My Naked Body Means Nothing


April 19, 2023



Graphic by Lucy Leydon

“Your body is a temple.”

This meaningless phrase carries no weight to me now, but in my early childhood, I felt forced to live by it. I believed in it so heavily. The idea that my body is sacred was repeated so often I had no room to forget it.

I felt I could not touch my naked body, or even look at it.

I covered mirrors while I dressed myself, turned away from my reflection in the shower head, and startled myself everytime I accidentally grazed my fingers over my exposed skin. I was not allowed to observe my naked body, or sit with it. I was not allowed to disfigure the bareness of my body that was meant for something else, something greater than myself. I had to treat it as if it were delicate glass, a porcelain doll used strictly for display. I had to save my nakedness for something. I didn’t know what for. Was it for a partner? Was it for God? Was it for death? The soil in the ground was the only thing allowed to hug me, engulf me, touch me without startling the ever so “delicate” skin.

I felt detached from my nakedness. It was an entity outside of myself that I was caring for. My nakedness was a mannequin I was forced to care for before her display. A mannequin I had to carry everywhere with me, one I had to meticulously dress and screw flailing limbs back together that wouldn’t stay put. Patiently waiting as I looked after her. I grew tired of waiting for an imminent performance that never came.

It wasn't until I roamed around the surreal art exhibit inside the Menil in Houston, Texas, that I realized what nakedness meant.

Image via the Menil Collection
I stumbled upon Hans Bellmer’s photograph from 1935, “The Doll,” also named “La Poupée.”

A monochromatic, contorted mannequin. Her upside-down torso clings to her upright head, desperate to stay intact.
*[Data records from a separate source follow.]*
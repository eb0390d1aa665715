//! Serde support for the dynamic value model.
//!
//! Lists (keys exactly `0..n`) serialize as sequences, every other
//! traversable as a map. Iterable objects serialize as their entries and
//! other objects as their class name. Functions cannot be serialized.

use std::fmt;

use serde::de::{self, MapAccess, SeqAccess, Visitor};
use serde::ser::{self, SerializeMap, SerializeSeq};
use serde::{Deserialize, Deserializer, Serialize, Serializer};

use super::{Key, Object, Traversable, Value};

// =============================================================================
// Key
// =============================================================================

impl Serialize for Key {
    fn serialize<S>(&self, serializer: S) -> Result<S::Ok, S::Error>
    where
        S: Serializer,
    {
        match self {
            Self::Index(index) => serializer.serialize_i64(*index),
            Self::Name(name) => serializer.serialize_str(name),
        }
    }
}

struct KeyVisitor;

impl Visitor<'_> for KeyVisitor {
    type Value = Key;

    fn expecting(&self, formatter: &mut fmt::Formatter) -> fmt::Result {
        formatter.write_str("an integer or a string key")
    }

    fn visit_i64<E: de::Error>(self, value: i64) -> Result<Self::Value, E> {
        Ok(Key::Index(value))
    }

    fn visit_u64<E: de::Error>(self, value: u64) -> Result<Self::Value, E> {
        i64::try_from(value)
            .map(Key::Index)
            .map_err(|_| E::custom(format!("key {value} does not fit an i64")))
    }

    fn visit_str<E: de::Error>(self, value: &str) -> Result<Self::Value, E> {
        Ok(Key::from(value))
    }

    fn visit_string<E: de::Error>(self, value: String) -> Result<Self::Value, E> {
        Ok(Key::from(value))
    }
}

impl<'de> Deserialize<'de> for Key {
    fn deserialize<D>(deserializer: D) -> Result<Self, D::Error>
    where
        D: Deserializer<'de>,
    {
        deserializer.deserialize_any(KeyVisitor)
    }
}

// =============================================================================
// Traversable
// =============================================================================

impl Serialize for Traversable {
    fn serialize<S>(&self, serializer: S) -> Result<S::Ok, S::Error>
    where
        S: Serializer,
    {
        if self.is_list() {
            let mut sequence = serializer.serialize_seq(Some(self.len()))?;
            for value in self.values() {
                sequence.serialize_element(value)?;
            }
            sequence.end()
        } else {
            let mut map = serializer.serialize_map(Some(self.len()))?;
            for (key, value) in self.iter() {
                map.serialize_entry(key, value)?;
            }
            map.end()
        }
    }
}

struct TraversableVisitor;

impl<'de> Visitor<'de> for TraversableVisitor {
    type Value = Traversable;

    fn expecting(&self, formatter: &mut fmt::Formatter) -> fmt::Result {
        formatter.write_str("a sequence or a map")
    }

    fn visit_seq<A>(self, mut access: A) -> Result<Self::Value, A::Error>
    where
        A: SeqAccess<'de>,
    {
        let mut traversable = Traversable::with_capacity(access.size_hint().unwrap_or(0));
        while let Some(value) = access.next_element::<Value>()? {
            traversable.push(value);
        }
        Ok(traversable)
    }

    fn visit_map<A>(self, mut access: A) -> Result<Self::Value, A::Error>
    where
        A: MapAccess<'de>,
    {
        let mut traversable = Traversable::with_capacity(access.size_hint().unwrap_or(0));
        while let Some((key, value)) = access.next_entry::<Key, Value>()? {
            traversable.insert(key, value);
        }
        Ok(traversable)
    }
}

impl<'de> Deserialize<'de> for Traversable {
    fn deserialize<D>(deserializer: D) -> Result<Self, D::Error>
    where
        D: Deserializer<'de>,
    {
        deserializer.deserialize_any(TraversableVisitor)
    }
}

// =============================================================================
// Value
// =============================================================================

impl Serialize for Value {
    fn serialize<S>(&self, serializer: S) -> Result<S::Ok, S::Error>
    where
        S: Serializer,
    {
        match self {
            Self::Null => serializer.serialize_unit(),
            Self::Bool(boolean) => serializer.serialize_bool(*boolean),
            Self::Int(integer) => serializer.serialize_i64(*integer),
            Self::Float(float) => serializer.serialize_f64(*float),
            Self::Str(text) => serializer.serialize_str(text),
            Self::Array(traversable) => traversable.serialize(serializer),
            Self::Object(object) => match object.iterate() {
                Some(entries) => entries.serialize(serializer),
                None => serializer.serialize_str(object.class_name()),
            },
            Self::Function(_) => Err(ser::Error::custom("functions cannot be serialized")),
        }
    }
}

struct ValueVisitor;

impl<'de> Visitor<'de> for ValueVisitor {
    type Value = Value;

    fn expecting(&self, formatter: &mut fmt::Formatter) -> fmt::Result {
        formatter.write_str("any self-describing value")
    }

    fn visit_unit<E: de::Error>(self) -> Result<Self::Value, E> {
        Ok(Value::Null)
    }

    fn visit_none<E: de::Error>(self) -> Result<Self::Value, E> {
        Ok(Value::Null)
    }

    fn visit_some<D>(self, deserializer: D) -> Result<Self::Value, D::Error>
    where
        D: Deserializer<'de>,
    {
        Value::deserialize(deserializer)
    }

    fn visit_bool<E: de::Error>(self, value: bool) -> Result<Self::Value, E> {
        Ok(Value::Bool(value))
    }

    fn visit_i64<E: de::Error>(self, value: i64) -> Result<Self::Value, E> {
        Ok(Value::Int(value))
    }

    #[allow(clippy::cast_precision_loss)]
    fn visit_u64<E: de::Error>(self, value: u64) -> Result<Self::Value, E> {
        Ok(i64::try_from(value).map_or(Value::Float(value as f64), Value::Int))
    }

    fn visit_f64<E: de::Error>(self, value: f64) -> Result<Self::Value, E> {
        Ok(Value::Float(value))
    }

    fn visit_str<E: de::Error>(self, value: &str) -> Result<Self::Value, E> {
        Ok(Value::from(value))
    }

    fn visit_string<E: de::Error>(self, value: String) -> Result<Self::Value, E> {
        Ok(Value::Str(value))
    }

    fn visit_seq<A>(self, access: A) -> Result<Self::Value, A::Error>
    where
        A: SeqAccess<'de>,
    {
        TraversableVisitor.visit_seq(access).map(Value::Array)
    }

    fn visit_map<A>(self, access: A) -> Result<Self::Value, A::Error>
    where
        A: MapAccess<'de>,
    {
        TraversableVisitor.visit_map(access).map(Value::Array)
    }
}

impl<'de> Deserialize<'de> for Value {
    fn deserialize<D>(deserializer: D) -> Result<Self, D::Error>
    where
        D: Deserializer<'de>,
    {
        deserializer.deserialize_any(ValueVisitor)
    }
}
Ropes affix themselves to the bottom of her leg. She is missing a leg and an arm while a hand rests on the stair railing. Seeing her naked body parts in a disorganized manner detached them from their sanctity. Her body parts were no longer a part of a cohesive being — they were pieces of disorder and chaos. Holiness, fragility, and grace no longer defined the temple of nakedness.


In a sudden moment, I remembered seeing this doll. I recognized her. She looked like my reflection from the glossy eyes of the mannequin I was forced to care for. A torn-apart version of myself. Seeing her body parts in unexpected places gave them more meaning. One would think detaching them from their usual place would detach them from their purpose and make them futile. To me, it gave them a greater meaning — the greatest meaning is none at all. When I was a young girl, I never thought of my body as something more than what it was: a vessel to carry my blood and organs. I used my body for many things: to sit on the kitchen floor as my mother cooked, to dance to songs I heard on TV, to run around my neighborhood and watch the sky without looking at what was in front of me. When I dressed myself, I never closed my eyes or turned away from mirrors. I was too busy thinking of the sky and what it would look like as I chased it. There was not a heavy mannequin in front of me waiting to be cared for. I was free, curious, and had no meaning at all but to live.
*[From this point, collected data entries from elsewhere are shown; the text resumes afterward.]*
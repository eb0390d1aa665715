//! The monad abstraction shared by every wrapper of this module.
//!
//! A monad owns exactly one immutable value, fixed at construction by the
//! type's own preprocessing ([`Monad::create`]). Transformations never
//! modify a monad; they build a new one.
//!
//! # Laws
//!
//! For every concrete monad `M`, value `a`, and mappers `f`, `g` returning
//! monads:
//!
//! ## Left Identity
//!
//! ```text
//! M::create(a).flat_map(f) == f(a')
//! ```
//!
//! where `a'` is `a` after `M`'s preprocessing.
//!
//! ## Right Identity
//!
//! ```text
//! m.flat_map(M::create) == m
//! ```
//!
//! ## Associativity
//!
//! ```text
//! m.flat_map(f).flat_map(g) == m.flat_map(|x| f(x).flat_map(g))
//! ```

use std::fmt;

use crate::value::Value;

/// A wrapper around one value with value-level construction and chaining.
///
/// # Required Methods
///
/// - `create`: build an instance from a dynamic value, applying the type's
///   preprocessing (normalization, singleton redirection)
/// - `get`: borrow the wrapped value
/// - `extract`: take the wrapped value out
///
/// # Provided Methods
///
/// - `map`: apply a mapper and rebuild the same monad type with
///   [`create`](Monad::create)
/// - `flat_map`: hand the value to a mapper producing any other monad
///
/// # Examples
///
/// ```rust
/// use traverso::monad::{Identity, Monad, Optional};
/// use traverso::value::Value;
///
/// let doubled = Identity::of(21).map(|value| Value::Int(value.as_i64().unwrap_or(0) * 2));
/// assert_eq!(doubled.get(), &Value::Int(42));
///
/// let optional: Optional = Identity::of(Value::Null).flat_map(Optional::create);
/// assert!(optional.is_absent());
/// ```
pub trait Monad: Sized {
    /// The type of the wrapped value.
    type Inner;

    /// Builds an instance from a dynamic value.
    fn create(value: Value) -> Self;

    /// Borrows the wrapped value.
    fn get(&self) -> &Self::Inner;

    /// Consumes the monad and returns its value.
    fn extract(self) -> Self::Inner;

    /// Applies `mapper` to the value and wraps the result into the same
    /// monad type.
    fn map<F>(self, mapper: F) -> Self
    where
        F: FnOnce(Self::Inner) -> Value,
    {
        Self::create(mapper(self.extract()))
    }

    /// Applies `mapper`, which produces a monad of any type, to the value.
    fn flat_map<M, F>(self, mapper: F) -> M
    where
        M: Monad,
        F: FnOnce(Self::Inner) -> M,
    {
        mapper(self.extract())
    }
}

/// The plain monad: wraps a value without any preprocessing.
///
/// # Examples
///
/// ```rust
/// use traverso::monad::{Identity, Monad};
/// use traverso::value::Value;
///
/// let wrapped = Identity::of("text");
/// assert_eq!(wrapped.to_string(), "text");
/// assert_eq!(wrapped.extract(), Value::from("text"));
/// ```
#[derive(Debug, Clone, PartialEq, Default)]
pub struct Identity(Value);

impl Identity {
    /// Wraps the given value.
    #[inline]
    pub fn of(value: impl Into<Value>) -> Self {
        Self(value.into())
    }
}

impl Monad for Identity {
    type Inner = Value;

    #[inline]
    fn create(value: Value) -> Self {
        Self(value)
    }

    #[inline]
    fn get(&self) -> &Value {
        &self.0
    }

    #[inline]
    fn extract(self) -> Value {
        self.0
    }
}

impl fmt::Display for Identity {
    fn fmt(&self, formatter: &mut fmt::Formatter<'_>) -> fmt::Result {
        write!(formatter, "{}", self.0)
    }
}

impl From<Value> for Identity {
    fn from(value: Value) -> Self {
        Self(value)
    }
}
Hans Bellmer’s art piece embodied the little girl I was, and art as a whole. Neither have any greater purpose than to live in this world. People choose to observe it, interpret it, study it, and dissect it. However, art is inherently made to live. It is created for the sole purpose of being created.

Nakedness, at its core, is an art form.

I have lived my adult life with the idea that my bareness is meant for a greater purpose. That I am an art piece waiting to be studied and dissected.

I believed nakedness was a state of being, a performance, a container left to fill and showcase.

My nudity is not important. It is not meant for sexual purposes, for divinity, or for science. I am not a creature that lives life for the purpose of a temporary meaning; my nakedness has no greater purpose. There is no performance I need to prepare for or an exhibition that is waiting for me. I am not a creature meant for taxidermy, to be displayed and analyzed.

By seeing nakedness in such a startling, detached setting, to see bare body parts in distorted order, I began to understand the importance, or rather the unimportance, of my nakedness.